CH Health Tech Advisory

19 February 2026 · 1 min read

Clinical LLM benchmarks: why SNOMED CT mapping is a real-world test

The AI-in-healthcare debate keeps swinging between “AI is going to take over everything” and “AI is useless in a medical setting.” Neither is useful. What the field actually needs are external neutral benchmarks on specific clinical tasks. Congrats to Rory Davidson and team for bringing one to market.

Last updated

6 May 2026

TL;DR

In a world where we constantly either read “AI is going to take over everything” or “AI is useless in a medical setting”, it’s crucial to have external neutral benchmarks evaluating LLM performance for specific clinical contexts — like helping structure data from unstructured sources to SNOMED CT, the leading international clinical data standard. Congrats to Rory Davidson and team for bringing this to market.
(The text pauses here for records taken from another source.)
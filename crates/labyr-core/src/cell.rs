//! Cell states.

/// State of a single grid cell.
#[derive(Clone, Copy, Debug, Default, PartialEq, Eq, Hash)]
pub enum Cell {
    /// Passable.
    #[default]
    Open,
    /// Impassable.
    Wall,
}

impl Cell {
    /// Decode the binary matrix encoding: `0` is Open, `1` is Wall.
    ///
    /// Any other value yields `None`.
    pub fn from_bit(bit: u8) -> Option<Self> {
        match bit {
            0 => Some(Self::Open),
            1 => Some(Self::Wall),
            _ => None,
        }
    }

    /// Inverse of [`from_bit`](Self::from_bit).
    pub fn to_bit(self) -> u8 {
        match self {
            Self::Open => 0,
            Self::Wall => 1,
        }
    }

    /// Decode the text encoding: `0` or `.` is Open, `1` or `#` is Wall.
    pub fn from_symbol(symbol: char) -> Option<Self> {
        match symbol {
            '0' | '.' => Some(Self::Open),
            '1' | '#' => Some(Self::Wall),
            _ => None,
        }
    }

    /// Canonical rendering symbol: `.` for Open, `#` for Wall.
    pub fn symbol(self) -> char {
        match self {
            Self::Open => '.',
            Self::Wall => '#',
        }
    }

    /// Whether the cell can be walked through.
    pub fn is_open(self) -> bool {
        matches!(self, Self::Open)
    }
}

#[cfg(test)]
mod tests {
    use super::*;

    #[test]
    fn bit_encoding() {
        assert_eq!(Cell::from_bit(0), Some(Cell::Open));
        assert_eq!(Cell::from_bit(1), Some(Cell::Wall));
        assert_eq!(Cell::from_bit(2), None);
        assert_eq!(Cell::Wall.to_bit(), 1);
        assert_eq!(Cell::Open.to_bit(), 0);
    }

    #[test]
    fn symbol_encoding_accepts_both_alphabets() {
        for (sym, cell) in [('0', Cell::Open), ('.', Cell::Open), ('1', Cell::Wall), ('#', Cell::Wall)] {
            assert_eq!(Cell::from_symbol(sym), Some(cell));
        }
        assert_eq!(Cell::from_symbol('x'), None);
        assert_eq!(Cell::Open.symbol(), '.');
        assert_eq!(Cell::Wall.symbol(), '#');
    }
}
//! Integration test: every backing behaves identically through `Stack`.
//!
//! Random operation sequences are replayed against each backing and the
//! observable results (pop values, peeks, lengths) are compared.

use labyr_stack::{ArrayStack, DequeStack, LinkedStack, Stack};
use proptest::prelude::*;

#[derive(Clone, Debug)]
enum Op {
    Push(u32),
    Pop,
    Peek,
    Clear,
}

fn arb_op() -> impl Strategy<Value = Op> {
    prop_oneof![
        4 => any::<u32>().prop_map(Op::Push),
        3 => Just(Op::Pop),
        1 => Just(Op::Peek),
        1 => Just(Op::Clear),
    ]
}

/// Apply `ops` and record every observable result.
fn trace<S: Stack<u32>>(ops: &[Op]) -> Vec<String> {
    let mut s = S::default();
    let mut out = Vec::with_capacity(ops.len());
    for op in ops {
        let seen = match op {
            Op::Push(v) => {
                s.push(*v);
                String::new()
            }
            Op::Pop => format!("{:?}", s.pop()),
            Op::Peek => format!("{:?}", s.peek()),
            Op::Clear => {
                s.clear();
                String::new()
            }
        };
        out.push(format!("{seen}|{}|{}", s.len(), s.is_empty()));
    }
    out
}

proptest! {
    #[test]
    fn all_backings_are_observably_identical(ops in proptest::collection::vec(arb_op(), 0..200)) {
        let array = trace::<ArrayStack<u32>>(&ops);
        let linked = trace::<LinkedStack<u32>>(&ops);
        let deque = trace::<DequeStack<u32>>(&ops);
        prop_assert_eq!(&array, &linked);
        prop_assert_eq!(&array, &deque);
    }

    #[test]
    fn pops_reverse_pushes(items in proptest::collection::vec(any::<i64>(), 0..100)) {
        let mut s = LinkedStack::new();
        for &i in &items {
            s.push(i);
        }
        let mut popped = Vec::new();
        while !s.is_empty() {
            popped.push(s.pop().unwrap());
        }
        popped.reverse();
        prop_assert_eq!(popped, items);
    }
}
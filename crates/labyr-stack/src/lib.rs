//! LIFO stacks for the labyr traversal engine.
//!
//! The engine is written once against the [`Stack`] trait and run over
//! one of three storage strategies with identical semantics:
//!
//! - [`ArrayStack`]: growable contiguous buffer (`Vec`)
//! - [`LinkedStack`]: singly linked chain of boxed nodes
//! - [`DequeStack`]: the standard library's `VecDeque`, used at one end
//!
//! [`StackKind`] names a backing as a configuration value.

#![deny(missing_docs)]
#![deny(rustdoc::broken_intra_doc_links)]
#![forbid(unsafe_code)]

pub mod array;
pub mod deque;
pub mod kind;
pub mod linked;
pub mod stack;

pub use array::ArrayStack;
pub use deque::DequeStack;
pub use kind::{StackKind, UnknownStackKind};
pub use labyr_core::EmptyStackError;
pub use linked::LinkedStack;
pub use stack::Stack;
//! Naming a stack backing as a configuration value.

use std::error::Error;
use std::fmt;
use std::str::FromStr;

/// Which [`Stack`](crate::Stack) implementation backs a traversal.
///
/// Purely a storage/performance choice: every kind yields the same
/// reachability verdicts.
#[derive(Clone, Copy, Debug, Default, PartialEq, Eq, Hash, PartialOrd, Ord)]
pub enum StackKind {
    /// [`ArrayStack`](crate::ArrayStack).
    #[default]
    Array,
    /// [`LinkedStack`](crate::LinkedStack).
    Linked,
    /// [`DequeStack`](crate::DequeStack).
    Deque,
}

impl StackKind {
    /// Every kind, in comparison-report order.
    pub const ALL: [StackKind; 3] = [Self::Array, Self::Linked, Self::Deque];

    /// Canonical name, accepted back by [`FromStr`].
    pub fn name(self) -> &'static str {
        match self {
            Self::Array => "array",
            Self::Linked => "linked_list",
            Self::Deque => "std",
        }
    }
}

impl fmt::Display for StackKind {
    fn fmt(&self, f: &mut fmt::Formatter<'_>) -> fmt::Result {
        f.write_str(self.name())
    }
}

/// Accepts the canonical names plus `vec`, `linked`, `deque` and
/// `vecdeque`, case-insensitively.
impl FromStr for StackKind {
    type Err = UnknownStackKind;

    fn from_str(s: &str) -> Result<Self, Self::Err> {
        match s.trim().to_ascii_lowercase().as_str() {
            "array" | "vec" => Ok(Self::Array),
            "linked_list" | "linked" => Ok(Self::Linked),
            "std" | "deque" | "vecdeque" => Ok(Self::Deque),
            _ => Err(UnknownStackKind {
                name: s.to_string(),
            }),
        }
    }
}

/// A string did not name any [`StackKind`].
#[derive(Clone, Debug, PartialEq, Eq)]
pub struct UnknownStackKind {
    /// The rejected input.
    pub name: String,
}

impl fmt::Display for UnknownStackKind {
    fn fmt(&self, f: &mut fmt::Formatter<'_>) -> fmt::Result {
        write!(
            f,
            "unknown stack kind '{}', expected array, linked_list or std",
            self.name
        )
    }
}

impl Error for UnknownStackKind {}

#[cfg(test)]
mod tests {
    use super::*;

    #[test]
    fn canonical_names_round_trip() {
        for kind in StackKind::ALL {
            assert_eq!(kind.to_string().parse::<StackKind>(), Ok(kind));
        }
    }

    #[test]
    fn aliases_parse() {
        assert_eq!("Linked".parse::<StackKind>(), Ok(StackKind::Linked));
        assert_eq!(" deque ".parse::<StackKind>(), Ok(StackKind::Deque));
        assert_eq!("VEC".parse::<StackKind>(), Ok(StackKind::Array));
    }

    #[test]
    fn unknown_name_is_error() {
        let err = "heap".parse::<StackKind>().unwrap_err();
        assert_eq!(err.name, "heap");
        assert!(err.to_string().contains("heap"));
    }

    #[test]
    fn default_is_array() {
        assert_eq!(StackKind::default(), StackKind::Array);
    }
}
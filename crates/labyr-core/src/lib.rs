//! Core types for the labyr reachability solver.
//!
//! This is the leaf crate with zero internal dependencies. It defines the
//! vocabulary shared by every other crate in the workspace: grid
//! coordinates, cell states, and the error types raised while building
//! grids or draining stacks.

#![deny(missing_docs)]
#![deny(rustdoc::broken_intra_doc_links)]
#![forbid(unsafe_code)]

pub mod cell;
pub mod coord;
pub mod error;

pub use cell::Cell;
pub use coord::{Coord, Step, STEPS};
pub use error::{EmptyStackError, GridError};
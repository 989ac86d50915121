use super::record::Record;
use crate::error::RecordError;
use crate::types::{FastMap, FieldName, PORTAL_PREFIX};
use crate::value::FieldValue;

impl Record {
    // ════════════════════════════════════════════════════════════════════════
    // Keyed writes
    // ════════════════════════════════════════════════════════════════════════

    /// Change the value of a field available in `keys()`.
    ///
    /// Modified fields land in the modification map and are later used by the
    /// write-back caller to send a partial update upstream. Writing the
    /// current value back is a no-op and does not mark the record dirty.
    pub fn set(&mut self, name: &str, value: impl Into<FieldValue>) -> Result<(), RecordError> {
        let Some(index) = self.position(name) else {
            return Err(RecordError::InvalidFieldName {
                name: name.to_string(),
            });
        };
        if name.starts_with(PORTAL_PREFIX) {
            // Related rows carry their own record ids; a flattened field
            // write cannot express which row it targets.
            return Err(RecordError::PortalWrite {
                name: name.to_string(),
            });
        }

        let value = value.into();
        if value != self.values[index] {
            // Keep the modification map and the value store in sync, so that
            // values() returns what a subsequent read expects.
            self.modifications.insert(FieldName::new(name), value.clone());
            self.values[index] = value;
        }
        Ok(())
    }

    // ════════════════════════════════════════════════════════════════════════
    // Modification tracker
    // ════════════════════════════════════════════════════════════════════════

    /// Changed fields in the form {name: new_value}.
    ///
    /// This is the sparse partial-update payload the write-back caller
    /// submits upstream. Entries are never cleared by this type; a caller
    /// that needs a clean record after a successful write-back re-fetches it.
    #[inline]
    pub fn modifications(&self) -> &FastMap<FieldName, FieldValue> {
        &self.modifications
    }

    /// True once at least one field value has been modified.
    #[inline]
    pub fn is_dirty(&self) -> bool {
        !self.modifications.is_empty()
    }
}
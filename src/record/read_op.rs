use super::record::Record;
use crate::error::RecordError;
use crate::types::{MOD_ID_FIELD, RECORD_ID_FIELD};
use crate::value::FieldValue;
use std::ops::Index;

impl Record {
    // ════════════════════════════════════════════════════════════════════════
    // Keyed reads
    // ════════════════════════════════════════════════════════════════════════

    /// Look up a field value by name.
    ///
    /// Fails with [`RecordError::MissingField`] for names outside the field
    /// layout — the service never returns fields that are not placed on it,
    /// so an absent name does not necessarily mean the field does not exist
    /// server-side.
    pub fn get(&self, name: &str) -> Result<&FieldValue, RecordError> {
        match self.position(name) {
            Some(i) => Ok(&self.values[i]),
            None => Err(RecordError::MissingField {
                name: name.to_string(),
            }),
        }
    }

    // ════════════════════════════════════════════════════════════════════════
    // Derived identifiers
    // ════════════════════════════════════════════════════════════════════════

    /// The server-internal record id.
    ///
    /// Exposed as a method so callers keep working even if the service
    /// renames the raw field in a future API version.
    pub fn record_id(&self) -> Result<i64, RecordError> {
        parse_identifier(RECORD_ID_FIELD, self.get(RECORD_ID_FIELD)?)
    }

    /// The server-internal modification id.
    ///
    /// Portal rows never carry one; for them this is `Ok(None)` regardless
    /// of which fields are present.
    pub fn modification_id(&self) -> Result<Option<i64>, RecordError> {
        if self.in_portal() {
            return Ok(None);
        }
        parse_identifier(MOD_ID_FIELD, self.get(MOD_ID_FIELD)?).map(Some)
    }
}

/// Identifier fields arrive either as numbers or as decimal strings,
/// depending on how the transport decoded the response.
fn parse_identifier(name: &str, value: &FieldValue) -> Result<i64, RecordError> {
    let parsed = match value {
        FieldValue::Number(n) => n.as_i64(),
        FieldValue::Text(s) => s.parse::<i64>().ok(),
        _ => None,
    };
    parsed.ok_or_else(|| RecordError::NonNumericIdentifier {
        name: name.to_string(),
        value: format!("{value:?}"),
    })
}

impl Index<&str> for Record {
    type Output = FieldValue;

    /// `record["field"]` sugar over [`Record::get`].
    ///
    /// Panics with the [`RecordError::MissingField`] message when the name is
    /// not on the field layout; use `get` to handle that case as a value.
    fn index(&self, name: &str) -> &FieldValue {
        match self.get(name) {
            Ok(value) => value,
            Err(err) => panic!("{err}"),
        }
    }
}
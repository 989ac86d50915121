pub mod error;
pub mod record;
pub mod types;
pub mod value;

pub use error::RecordError;
pub use record::Record;
pub use value::{FieldNumber, FieldValue};
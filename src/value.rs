use serde::ser::{Serialize, SerializeMap, SerializeSeq, Serializer};
use smol_str::SmolStr;
use std::collections::BTreeMap;

// ─── FieldNumber ────────────────────────────────────────────────────────────

#[derive(Clone, Copy, PartialEq)]
pub enum FieldNumber {
    I64(i64),
    U64(u64),
    F64(f64),
}

impl std::fmt::Debug for FieldNumber {
    fn fmt(&self, f: &mut std::fmt::Formatter<'_>) -> std::fmt::Result {
        match self {
            FieldNumber::I64(i) => write!(f, "{}", i),
            FieldNumber::U64(u) => write!(f, "{}", u),
            FieldNumber::F64(v) => write!(f, "{}", v),
        }
    }
}

impl FieldNumber {
    pub fn as_f64(self) -> f64 {
        match self {
            FieldNumber::I64(i) => i as f64,
            FieldNumber::U64(u) => u as f64,
            FieldNumber::F64(f) => f,
        }
    }

    /// Integral coercion. Floats convert only when they carry no fraction.
    pub fn as_i64(self) -> Option<i64> {
        match self {
            FieldNumber::I64(i) => Some(i),
            FieldNumber::U64(u) => i64::try_from(u).ok(),
            FieldNumber::F64(f) => {
                if f.fract() == 0.0 && f >= i64::MIN as f64 && f <= i64::MAX as f64 {
                    Some(f as i64)
                } else {
                    None
                }
            }
        }
    }

    pub fn as_u64(self) -> Option<u64> {
        match self {
            FieldNumber::U64(u) => Some(u),
            FieldNumber::I64(i) => u64::try_from(i).ok(),
            FieldNumber::F64(f) => {
                if f.fract() == 0.0 && f >= 0.0 && f <= u64::MAX as f64 {
                    Some(f as u64)
                } else {
                    None
                }
            }
        }
    }
}

// ─── FieldValue ─────────────────────────────────────────────────────────────

/// One field value as handed over by the transport layer after decoding a
/// server response. Treated as opaque comparable data: equality is what
/// drives modification tracking, nothing here interprets the content.
#[derive(Debug, Clone, PartialEq)]
pub enum FieldValue {
    Null,
    Bool(bool),
    Number(FieldNumber),
    Text(SmolStr),
    Array(Vec<FieldValue>),
    Object(BTreeMap<SmolStr, FieldValue>),
}

impl Default for FieldValue {
    fn default() -> Self {
        FieldValue::Null
    }
}

impl FieldValue {
    pub fn as_str(&self) -> Option<&str> {
        match self {
            FieldValue::Text(s) => Some(s.as_str()),
            _ => None,
        }
    }

    pub fn as_f64(&self) -> Option<f64> {
        match self {
            FieldValue::Number(n) => Some(n.as_f64()),
            _ => None,
        }
    }

    pub fn as_i64(&self) -> Option<i64> {
        match self {
            FieldValue::Number(n) => n.as_i64(),
            _ => None,
        }
    }

    pub fn as_u64(&self) -> Option<u64> {
        match self {
            FieldValue::Number(n) => n.as_u64(),
            _ => None,
        }
    }

    pub fn as_bool(&self) -> Option<bool> {
        match self {
            FieldValue::Bool(b) => Some(*b),
            _ => None,
        }
    }

    pub fn as_object(&self) -> Option<&BTreeMap<SmolStr, FieldValue>> {
        match self {
            FieldValue::Object(map) => Some(map),
            _ => None,
        }
    }

    pub fn as_array(&self) -> Option<&Vec<FieldValue>> {
        match self {
            FieldValue::Array(arr) => Some(arr),
            _ => None,
        }
    }

    pub fn get(&self, key: &str) -> Option<&FieldValue> {
        self.as_object()?.get(&SmolStr::new(key))
    }

    pub fn is_null(&self) -> bool {
        matches!(self, FieldValue::Null)
    }
}

// ─── Serialize (for building write-back payloads) ───────────────────────────

impl Serialize for FieldValue {
    fn serialize<S: Serializer>(&self, serializer: S) -> Result<S::Ok, S::Error> {
        match self {
            FieldValue::Null => serializer.serialize_none(),
            FieldValue::Bool(b) => serializer.serialize_bool(*b),
            FieldValue::Number(n) => match n {
                FieldNumber::I64(i) => serializer.serialize_i64(*i),
                FieldNumber::U64(u) => serializer.serialize_u64(*u),
                FieldNumber::F64(f) => serializer.serialize_f64(*f),
            },
            FieldValue::Text(s) => serializer.serialize_str(s.as_str()),
            FieldValue::Array(arr) => {
                let mut seq = serializer.serialize_seq(Some(arr.len()))?;
                for v in arr {
                    seq.serialize_element(v)?;
                }
                seq.end()
            }
            FieldValue::Object(map) => {
                let mut m = serializer.serialize_map(Some(map.len()))?;
                for (k, v) in map {
                    m.serialize_entry(k.as_str(), v)?;
                }
                m.end()
            }
        }
    }
}

// ─── From impls ─────────────────────────────────────────────────────────────

impl From<f64> for FieldValue {
    fn from(n: f64) -> Self {
        FieldValue::Number(FieldNumber::F64(n))
    }
}

impl From<i64> for FieldValue {
    fn from(n: i64) -> Self {
        FieldValue::Number(FieldNumber::I64(n))
    }
}

impl From<u64> for FieldValue {
    fn from(n: u64) -> Self {
        FieldValue::Number(FieldNumber::U64(n))
    }
}

impl From<bool> for FieldValue {
    fn from(b: bool) -> Self {
        FieldValue::Bool(b)
    }
}

impl From<&str> for FieldValue {
    fn from(s: &str) -> Self {
        FieldValue::Text(SmolStr::from(s))
    }
}

impl From<String> for FieldValue {
    fn from(s: String) -> Self {
        FieldValue::Text(SmolStr::from(s))
    }
}

// ─── From/Into serde_json::Value ────────────────────────────────────────────

impl From<serde_json::Value> for FieldValue {
    fn from(v: serde_json::Value) -> Self {
        match v {
            serde_json::Value::Null => FieldValue::Null,
            serde_json::Value::Bool(b) => FieldValue::Bool(b),
            serde_json::Value::Number(n) => {
                if let Some(i) = n.as_i64() {
                    FieldValue::Number(FieldNumber::I64(i))
                } else if let Some(u) = n.as_u64() {
                    FieldValue::Number(FieldNumber::U64(u))
                } else {
                    FieldValue::Number(FieldNumber::F64(n.as_f64().unwrap_or(0.0)))
                }
            }
            serde_json::Value::String(s) => FieldValue::Text(SmolStr::from(s)),
            serde_json::Value::Array(arr) => {
                FieldValue::Array(arr.into_iter().map(FieldValue::from).collect())
            }
            serde_json::Value::Object(obj) => FieldValue::Object(
                obj.into_iter()
                    .map(|(k, v)| (SmolStr::from(k), FieldValue::from(v)))
                    .collect(),
            ),
        }
    }
}

impl From<FieldValue> for serde_json::Value {
    fn from(val: FieldValue) -> Self {
        match val {
            FieldValue::Null => serde_json::Value::Null,
            FieldValue::Bool(b) => serde_json::Value::Bool(b),
            FieldValue::Number(n) => match n {
                FieldNumber::I64(i) => serde_json::json!(i),
                FieldNumber::U64(u) => serde_json::json!(u),
                FieldNumber::F64(f) => serde_json::json!(f),
            },
            FieldValue::Text(s) => serde_json::Value::String(s.to_string()),
            FieldValue::Array(arr) => {
                serde_json::Value::Array(arr.into_iter().map(|v| v.into()).collect())
            }
            FieldValue::Object(obj) => serde_json::Value::Object(
                obj.into_iter()
                    .map(|(k, v)| (k.to_string(), v.into()))
                    .collect(),
            ),
        }
    }
}
use rustc_hash::FxHasher;
use smol_str::SmolStr;
use std::collections::HashMap;
use std::hash::BuildHasherDefault;

// ─── Service Field Conventions ──────────────────────────────────────────────
// Fixed by the data service's response shape, not configurable.

/// Field carrying the server-internal record id.
pub const RECORD_ID_FIELD: &str = "recordId";

/// Field carrying the server-internal modification id. Absent on portal rows.
pub const MOD_ID_FIELD: &str = "modId";

/// Name prefix the transport layer gives to fields of related portal rows
/// when it flattens them into a parent record.
pub const PORTAL_PREFIX: &str = "portal_";

// ─── Aliases ────────────────────────────────────────────────────────────────

/// Alias for field names as returned by the server.
pub type FieldName = SmolStr;

pub type FastMap<K, V> = HashMap<K, V, BuildHasherDefault<FxHasher>>;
In a world where we constantly either read “AI is going to take over everything” or “AI is useless in a medical setting”, it is crucial to have external neutral benchmarks evaluating the performance of LLMs for a specific context: helping structure data from unstructured sources to SnomedCT, the leading international clinical data standards. Congrats to Rory Davidson and the team for brining this to the market!

Key takeaways

  • The public debate on AI in healthcare swings between two unhelpful extremes: total takeover or total uselessness. Neither helps practitioners decide anything.
  • The corrective is external, neutral benchmarks on specific clinical tasks. Without them, evaluation stays at the level of vibes.
  • Mapping unstructured clinical data to SNOMED CT is a concrete, high-value use case where LLM performance can and should be measured rigorously.
  • SNOMED CT remains the leading international standard for clinical data, which makes it a meaningful benchmark target.
  • Recognising teams that build this kind of benchmark infrastructure matters. It signals that rigorous evaluation is valued by the field.